In practice, the following steps are recommended:

  1. Define your identifier strategy: EN 18218 requires unique product identifiers. Companies already using GTINs and GS1 Digital Link-compliant QR codes have an advantage here — that structure is directly standards-compliant.

  2. Map your data model against EN 18217: Existing product data structures should be reviewed for gaps relative to the normative data model — particularly for batch-specific attributes such as the PCF.

  3. Assess your API readiness: EN 18220 requires readable and updatable interfaces. If you are currently representing Digital Product Passports through static data sheets or PDF documents, you will need to upgrade.

  4. Use the test environment: The BatteryPass Ready platform, available from June 2026, offers a free option for early validation — far less costly than making corrections right before the February 2027 deadline.

  5. Start supplier communication now: Since batch-specific PCF data must come from upstream suppliers, data collection is a long-term project. Companies that begin engaging their suppliers today will have a structural advantage.

Assessment: What the Standards Deliver — and What They Don't

It would be a mistake to interpret the publication of these standards as the conclusion of the regulatory process. EN 18216 to EN 18223 are a technical foundation, not a complete compliance solution. Product-specific delegated acts under the ESPR — covering textiles, furniture, electronics, and other categories — will follow incrementally, each bringing its own data requirements.

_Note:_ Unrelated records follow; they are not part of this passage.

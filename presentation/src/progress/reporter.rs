//! Progress reporting for chain execution
//!
//! LLM calls (planning, judging, synthesis) show a spinner; every other
//! event prints one trace line.

use std::sync::Mutex;
use std::time::Duration;

use colored::Colorize;
use indicatif::{ProgressBar, ProgressStyle};
use stepwise_application::ChainProgressNotifier;
use stepwise_domain::util::truncate_str;
use stepwise_domain::{AbandonedStep, PlanStep, QueuedStep, StepFailure, Verdict};

/// Output previews are cut to this many bytes
const PREVIEW_BYTES: usize = 200;

/// Reports chain progress with a spinner and colored step traces
pub struct ProgressReporter {
    spinner: Mutex<Option<ProgressBar>>,
}

impl ProgressReporter {
    pub fn new() -> Self {
        Self {
            spinner: Mutex::new(None),
        }
    }

    fn spinner_style() -> ProgressStyle {
        ProgressStyle::default_spinner()
            .template("{spinner:.green} {msg}")
            .unwrap_or_else(|_| ProgressStyle::default_spinner())
    }

    fn start_spinner(&self, message: String) {
        self.stop_spinner();
        let pb = ProgressBar::new_spinner();
        pb.set_style(Self::spinner_style());
        pb.set_message(message);
        pb.enable_steady_tick(Duration::from_millis(100));
        if let Ok(mut slot) = self.spinner.lock() {
            *slot = Some(pb);
        }
    }

    fn stop_spinner(&self) {
        if let Ok(mut slot) = self.spinner.lock()
            && let Some(pb) = slot.take()
        {
            pb.finish_and_clear();
        }
    }

    fn line(&self, text: String) {
        self.stop_spinner();
        println!("{}", text);
    }

    fn preview(output: &str) -> String {
        let first = truncate_str(output, PREVIEW_BYTES);
        let first = first.replace('\n', " ");
        if first.len() < output.len() {
            format!("{}...", first)
        } else {
            first
        }
    }
}

impl Default for ProgressReporter {
    fn default() -> Self {
        Self::new()
    }
}

impl ChainProgressNotifier for ProgressReporter {
    fn on_planning_start(&self) {
        self.start_spinner("Planning tool calls...".to_string());
    }

    fn on_plan_ready(&self, steps: &[PlanStep]) {
        if steps.is_empty() {
            self.line(format!("{} {}", "->".cyan(), "No tool calls planned".dimmed()));
            return;
        }
        self.line(format!(
            "{} {} ({} steps)",
            "->".cyan(),
            "Plan".bold(),
            steps.len()
        ));
        for (i, step) in steps.iter().enumerate() {
            println!(
                "   {}. {} {}",
                i + 1,
                step.name,
                step.arguments_json().dimmed()
            );
        }
    }

    fn on_step_start(&self, call_number: usize, step: &PlanStep, provider_id: Option<&str>) {
        self.line(format!(
            "{} Tool call #{}: {} {} {}",
            "->".cyan(),
            call_number,
            step.name.bold(),
            step.arguments_json().dimmed(),
            provider_id
                .map(|id| format!("[{}]", id))
                .unwrap_or_else(|| "[unbound]".to_string())
                .dimmed()
        ));
    }

    fn on_step_output(&self, _step: &PlanStep, output: &str) {
        self.line(format!("   {} {}", "<-".dimmed(), Self::preview(output)));
    }

    fn on_judging(&self, step: &PlanStep) {
        self.start_spinner(format!("Judging relevance of {}...", step.name));
    }

    fn on_verdict(&self, _step: &PlanStep, verdict: Verdict) {
        let label = match verdict {
            Verdict::Admissible => verdict.as_str().green(),
            Verdict::NotAdmissible => verdict.as_str().yellow(),
        };
        self.line(format!("   {} {}", "verdict:".dimmed(), label));
    }

    fn on_step_accepted(&self, ordinal: usize, step: &PlanStep) {
        self.line(format!("   {} step {} ({}) accepted", "v".green(), ordinal, step.name));
    }

    fn on_step_requeued(&self, step: &QueuedStep, reason: &StepFailure) {
        self.line(format!(
            "   {} step {} ({}) requeued: {}",
            "~".yellow(),
            step.ordinal,
            step.step.name,
            reason
        ));
    }

    fn on_step_abandoned(&self, step: &AbandonedStep) {
        self.line(format!(
            "   {} step {} ({}) abandoned after {} attempt(s): {}",
            "x".red(),
            step.ordinal,
            step.step.name,
            step.attempts,
            step.reason
        ));
    }

    fn on_synthesis_start(&self, accepted: usize) {
        self.start_spinner(format!("Writing the answer from {} tool result(s)...", accepted));
    }
}

impl Drop for ProgressReporter {
    fn drop(&mut self) {
        self.stop_spinner();
    }
}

What the standards do deliver is interoperability. A DPP structured according to EN 18217 and delivered via EN 18220-compliant APIs can be read by any authorized system — regardless of which software vendor is behind it. That is the real value: not a proprietary data silo format, but an open, Europe-wide technical vocabulary.

For companies with the February 2027 deadline in sight, the message is clear: the technical homework is now defined. The time for waiting is over.